- _Goal of the exercise_
Using the records below, locate all lines containing "super" and return them.

══ Task input ══

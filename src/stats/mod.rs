//! Statistics collection
//!
//! Five counters describe the workload: total blocks, blocks read, blocks
//! written, KiB read, KiB written. Engines publish one [`Stats`] delta per
//! completed request (or one per completion batch); the shared
//! [`StatsAccumulator`] sums them with relaxed atomics so the multi-worker
//! engine never contends on a lock.
//!
//! Counters are individually monotone while the workload runs. A snapshot
//! may be torn across counters with respect to in-flight publishes; interval
//! aggregates are approximate by design.

use std::ops::{AddAssign, Sub};
use std::sync::atomic::{AtomicU64, Ordering};

/// Per-request (or per-batch) statistics delta.
#[derive(Debug, Default, Clone, Copy, PartialEq, Eq)]
pub struct Stats {
    pub blocks: u64,
    pub blocks_read: u64,
    pub blocks_write: u64,
    pub kib_read: u64,
    pub kib_write: u64,
}

impl Stats {
    /// Delta for a single completed request of `block_size_kib` KiB.
    pub fn one_block(block_size_kib: u32, write: bool) -> Self {
        Self {
            blocks: 1,
            blocks_read: if write { 0 } else { 1 },
            blocks_write: if write { 1 } else { 0 },
            kib_read: if write { 0 } else { block_size_kib as u64 },
            kib_write: if write { block_size_kib as u64 } else { 0 },
        }
    }
}

impl AddAssign for Stats {
    fn add_assign(&mut self, rhs: Self) {
        self.blocks += rhs.blocks;
        self.blocks_read += rhs.blocks_read;
        self.blocks_write += rhs.blocks_write;
        self.kib_read += rhs.kib_read;
        self.kib_write += rhs.kib_write;
    }
}

impl Sub for Stats {
    type Output = Stats;

    fn sub(self, rhs: Self) -> Stats {
        Stats {
            blocks: self.blocks - rhs.blocks,
            blocks_read: self.blocks_read - rhs.blocks_read,
            blocks_write: self.blocks_write - rhs.blocks_write,
            kib_read: self.kib_read - rhs.kib_read,
            kib_write: self.kib_write - rhs.kib_write,
        }
    }
}

/// Cache-line aligned atomic counter to prevent false sharing
///
/// Each counter occupies its own 64-byte cache line so that the worker
/// threads of the multi-worker engine do not invalidate each other's lines
/// when publishing.
#[repr(align(64))]
#[derive(Debug, Default)]
struct AlignedCounter {
    value: AtomicU64,
}

impl AlignedCounter {
    #[inline]
    fn add(&self, val: u64) {
        self.value.fetch_add(val, Ordering::Relaxed);
    }

    #[inline]
    fn get(&self) -> u64 {
        self.value.load(Ordering::Relaxed)
    }
}

/// Shared, lock-free accumulator of workload statistics.
#[derive(Debug, Default)]
pub struct StatsAccumulator {
    blocks: AlignedCounter,
    blocks_read: AlignedCounter,
    blocks_write: AlignedCounter,
    kib_read: AlignedCounter,
    kib_write: AlignedCounter,
}

impl StatsAccumulator {
    pub fn new() -> Self {
        Self::default()
    }

    /// Add a delta to the cumulative counters.
    #[inline]
    pub fn add(&self, delta: &Stats) {
        self.blocks.add(delta.blocks);
        self.blocks_read.add(delta.blocks_read);
        self.blocks_write.add(delta.blocks_write);
        self.kib_read.add(delta.kib_read);
        self.kib_write.add(delta.kib_write);
    }

    /// Snapshot the cumulative counters.
    pub fn snapshot(&self) -> Stats {
        Stats {
            blocks: self.blocks.get(),
            blocks_read: self.blocks_read.get(),
            blocks_write: self.blocks_write.get(),
            kib_read: self.kib_read.get(),
            kib_write: self.kib_write.get(),
        }
    }

    /// Cumulative written blocks, used for flush pacing.
    #[inline]
    pub fn blocks_write(&self) -> u64 {
        self.blocks_write.get()
    }
}

#[cfg(test)]
mod tests {
    use super::*;
    use std::sync::Arc;

    #[test]
    fn test_one_block_read() {
        let s = Stats::one_block(4, false);
        assert_eq!(s.blocks, 1);
        assert_eq!(s.blocks_read, 1);
        assert_eq!(s.blocks_write, 0);
        assert_eq!(s.kib_read, 4);
        assert_eq!(s.kib_write, 0);
    }

    #[test]
    fn test_one_block_write() {
        let s = Stats::one_block(64, true);
        assert_eq!(s.blocks, 1);
        assert_eq!(s.blocks_read, 0);
        assert_eq!(s.blocks_write, 1);
        assert_eq!(s.kib_read, 0);
        assert_eq!(s.kib_write, 64);
    }

    #[test]
    fn test_add_sub_roundtrip() {
        let mut total = Stats::default();
        total += Stats::one_block(4, false);
        total += Stats::one_block(4, true);
        total += Stats::one_block(4, true);

        assert_eq!(total.blocks, 3);
        assert_eq!(total.blocks, total.blocks_read + total.blocks_write);

        let earlier = Stats::one_block(4, false);
        let delta = total - earlier;
        assert_eq!(delta.blocks, 2);
        assert_eq!(delta.blocks_read, 0);
        assert_eq!(delta.blocks_write, 2);
    }

    #[test]
    fn test_accumulator_accounting() {
        let acc = StatsAccumulator::new();
        for i in 0..100 {
            acc.add(&Stats::one_block(8, i % 3 == 0));
        }

        let snap = acc.snapshot();
        assert_eq!(snap.blocks, 100);
        assert_eq!(snap.blocks, snap.blocks_read + snap.blocks_write);
        assert_eq!(snap.kib_read, snap.blocks_read * 8);
        assert_eq!(snap.kib_write, snap.blocks_write * 8);
        assert_eq!(acc.blocks_write(), snap.blocks_write);
    }

    #[test]
    fn test_accumulator_monotonic_concurrent() {
        let acc = Arc::new(StatsAccumulator::new());
        let mut handles = Vec::new();

        for _ in 0..4 {
            let acc = acc.clone();
            handles.push(std::thread::spawn(move || {
                for _ in 0..1000 {
                    acc.add(&Stats::one_block(4, true));
                }
            }));
        }

        let mut last = 0u64;
        for _ in 0..100 {
            let cur = acc.snapshot().blocks;
            assert!(cur >= last);
            last = cur;
        }
        for handle in handles {
            handle.join().unwrap();
        }
        assert_eq!(acc.snapshot().blocks, 4000);
    }
}
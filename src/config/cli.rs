//! CLI argument parsing using clap
//!
//! All flags take `--name=value`. Boolean flags may be given bare
//! (`--create_file` means `--create_file=true`), mirroring gflags-style
//! tooling this generator is usually driven by.

use super::script::CommandScript;
use super::{
    validate_block_size, validate_iodepth, validate_ratio, IoEngineKind, LiveConfig, Settings,
    MIN_FILESIZE_MIB,
};
use crate::Result;
use anyhow::bail;
use clap::{ArgAction, Parser, ValueEnum};
use std::path::PathBuf;
use tracing::info;

/// Log verbosity selector.
#[derive(Debug, Clone, Copy, PartialEq, Eq, ValueEnum)]
pub enum LogLevel {
    /// Only the per-interval STATS records (plus warnings and errors).
    Output,
    /// Operational logs and STATS records.
    Info,
    /// Everything, including per-request diagnostics.
    Debug,
}

/// ioforge - storage workload generator
#[derive(Parser, Debug)]
#[command(name = "ioforge")]
#[command(version, about, long_about = None)]
#[command(rename_all = "snake_case")]
pub struct Cli {
    /// Log level
    #[arg(long, value_enum, default_value = "info")]
    pub log_level: LogLevel,

    /// Print date and time in each log line
    #[arg(long, action = ArgAction::Set, num_args = 0..=1,
          default_missing_value = "true", default_value_t = true)]
    pub log_time_prefix: bool,

    /// Path of a control socket to create (must not exist)
    #[arg(long)]
    pub socket: Option<PathBuf>,

    /// Duration of the experiment in seconds (0 = run until stopped)
    #[arg(long, default_value_t = 0)]
    pub duration: u64,

    /// Target file name
    #[arg(long)]
    pub filename: PathBuf,

    /// Create the target file
    #[arg(long, action = ArgAction::Set, num_args = 0..=1,
          default_missing_value = "true", default_value_t = false)]
    pub create_file: bool,

    /// Delete the target file on exit if it was created by this run
    #[arg(long, action = ArgAction::Set, num_args = 0..=1,
          default_missing_value = "true", default_value_t = false)]
    pub delete_file: bool,

    /// Target file size in MiB (required when creating)
    #[arg(long, default_value_t = 0)]
    pub filesize: u64,

    /// I/O engine
    #[arg(long, value_enum, default_value = "posix")]
    pub io_engine: IoEngineKind,

    /// Maximum number of in-flight requests
    #[arg(long, default_value_t = 1)]
    pub iodepth: u32,

    /// Block size in KiB
    #[arg(long, default_value_t = 4)]
    pub block_size: u32,

    /// Written blocks between fdatasync calls (0 = no flush)
    #[arg(long, default_value_t = 0)]
    pub flush_blocks: u64,

    /// Fraction of requests that are writes (0-1)
    #[arg(long, default_value_t = 0.0)]
    pub write_ratio: f64,

    /// Fraction of requests at random offsets (0-1)
    #[arg(long, default_value_t = 0.0)]
    pub random_ratio: f64,

    /// Legacy alias for --o_direct=true --o_dsync=true
    #[arg(long, action = ArgAction::Set, num_args = 0..=1,
          default_missing_value = "true", default_value_t = false)]
    pub direct_io: bool,

    /// Open the file with O_DIRECT
    #[arg(long, action = ArgAction::Set, num_args = 0..=1,
          default_missing_value = "true", default_value_t = true)]
    pub o_direct: bool,

    /// Request synchronous durability (O_DSYNC or per-write RWF_DSYNC)
    #[arg(long, action = ArgAction::Set, num_args = 0..=1,
          default_missing_value = "true", default_value_t = false)]
    pub o_dsync: bool,

    /// Statistics interval in seconds
    #[arg(long, default_value_t = 5)]
    pub stats_interval: u32,

    /// Start paused
    #[arg(long, action = ArgAction::Set, num_args = 0..=1,
          default_missing_value = "true", default_value_t = false)]
    pub wait: bool,

    /// Timed commands: "t1:cmd1=val1;t2:cmd2=val2" (t with optional s/m suffix)
    #[arg(long, default_value = "")]
    pub command_script: String,
}

impl Cli {
    pub fn parse_args() -> Self {
        Self::parse()
    }

    /// Validate the parsed flags and split them into the immutable settings
    /// and the live-mutable parameter set.
    pub fn build(self) -> Result<(Settings, LiveConfig)> {
        self.log_parameters();

        let (o_direct, o_dsync) = if self.direct_io {
            (true, true)
        } else {
            (self.o_direct, self.o_dsync)
        };

        if let Some(ref socket) = self.socket {
            if socket.exists() {
                bail!("socket path {} already exists", socket.display());
            }
        }
        if self.create_file && self.filesize < MIN_FILESIZE_MIB {
            bail!(
                "--filesize must be at least {} MiB when creating a file, got {}",
                MIN_FILESIZE_MIB,
                self.filesize
            );
        }
        validate_block_size(self.block_size)?;
        validate_iodepth(self.iodepth)?;
        validate_ratio("write_ratio", self.write_ratio)?;
        validate_ratio("random_ratio", self.random_ratio)?;
        if self.stats_interval == 0 {
            bail!("--stats_interval must be greater than zero");
        }
        if self.io_engine == IoEngineKind::Posix && self.iodepth > 1 {
            bail!("io_engine posix only supports iodepth 1");
        }
        if self.io_engine == IoEngineKind::Libaio && !o_direct {
            bail!("libaio engine only supports --o_direct=true");
        }

        let command_script: CommandScript = self.command_script.parse()?;

        let settings = Settings {
            filename: self.filename,
            create_file: self.create_file,
            delete_file: self.delete_file,
            filesize_mib: self.filesize,
            socket: self.socket,
            duration_s: self.duration,
            stats_interval_s: self.stats_interval,
            io_engine: self.io_engine,
            o_direct,
            o_dsync,
            command_script,
        };
        let live = LiveConfig::new(
            self.io_engine,
            o_dsync,
            self.filesize,
            self.block_size,
            self.iodepth,
            self.flush_blocks,
            self.write_ratio,
            self.random_ratio,
            self.wait,
        );

        Ok((settings, live))
    }

    fn log_parameters(&self) {
        info!(
            "parameters: --log_level={:?} --log_time_prefix={} --socket={:?} --duration={} \
             --filename={} --create_file={} --delete_file={} --filesize={} --io_engine={} \
             --iodepth={} --block_size={} --flush_blocks={} --write_ratio={} --random_ratio={} \
             --direct_io={} --o_direct={} --o_dsync={} --stats_interval={} --wait={} \
             --command_script=\"{}\"",
            self.log_level,
            self.log_time_prefix,
            self.socket,
            self.duration,
            self.filename.display(),
            self.create_file,
            self.delete_file,
            self.filesize,
            self.io_engine,
            self.iodepth,
            self.block_size,
            self.flush_blocks,
            self.write_ratio,
            self.random_ratio,
            self.direct_io,
            self.o_direct,
            self.o_dsync,
            self.stats_interval,
            self.wait,
            self.command_script,
        );
    }
}

#[cfg(test)]
mod tests {
    use super::*;

    fn parse(args: &[&str]) -> Cli {
        let mut full = vec!["ioforge"];
        full.extend_from_slice(args);
        Cli::try_parse_from(full).unwrap()
    }

    #[test]
    fn test_defaults() {
        let cli = parse(&["--filename=/tmp/target"]);
        assert_eq!(cli.io_engine, IoEngineKind::Posix);
        assert_eq!(cli.iodepth, 1);
        assert_eq!(cli.block_size, 4);
        assert_eq!(cli.stats_interval, 5);
        assert!(cli.o_direct);
        assert!(!cli.o_dsync);
        assert!(!cli.wait);
    }

    #[test]
    fn test_filename_required() {
        assert!(Cli::try_parse_from(["ioforge"]).is_err());
    }

    #[test]
    fn test_bare_bool_flag() {
        let cli = parse(&["--filename=/tmp/t", "--create_file", "--filesize=10"]);
        assert!(cli.create_file);
        let cli = parse(&["--filename=/tmp/t", "--o_direct=false"]);
        assert!(!cli.o_direct);
    }

    #[test]
    fn test_direct_io_alias() {
        let cli = parse(&["--filename=/tmp/t", "--direct_io", "--o_direct=false"]);
        let (settings, _) = cli.build().unwrap();
        assert!(settings.o_direct);
        assert!(settings.o_dsync);
    }

    #[test]
    fn test_posix_rejects_deep_queue() {
        let cli = parse(&["--filename=/tmp/t", "--io_engine=posix", "--iodepth=4"]);
        assert!(cli.build().is_err());
    }

    #[test]
    fn test_libaio_requires_o_direct() {
        let cli = parse(&["--filename=/tmp/t", "--io_engine=libaio", "--o_direct=false"]);
        assert!(cli.build().is_err());

        let cli = parse(&["--filename=/tmp/t", "--io_engine=libaio", "--iodepth=16"]);
        let (settings, live) = cli.build().unwrap();
        assert!(settings.o_direct);
        assert_eq!(live.iodepth(), 16);
    }

    #[test]
    fn test_create_requires_min_filesize() {
        let cli = parse(&["--filename=/tmp/t", "--create_file", "--filesize=5"]);
        assert!(cli.build().is_err());
    }

    #[test]
    fn test_ratio_validation() {
        let cli = parse(&["--filename=/tmp/t", "--write_ratio=1.5"]);
        assert!(cli.build().is_err());
        let cli = parse(&["--filename=/tmp/t", "--random_ratio=0.7", "--write_ratio=0.3"]);
        let (_, live) = cli.build().unwrap();
        assert_eq!(live.random_ratio(), 0.7);
        assert_eq!(live.write_ratio(), 0.3);
    }

    #[test]
    fn test_command_script_flag() {
        let cli = parse(&["--filename=/tmp/t", "--command_script=5:wait=true;1m:stop"]);
        let (settings, _) = cli.build().unwrap();
        assert_eq!(settings.command_script.len(), 2);
    }
}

═══

- _Solution to this exercise_
    use super::*;
use super::script::CommandScript;
use super::{
    use super::*;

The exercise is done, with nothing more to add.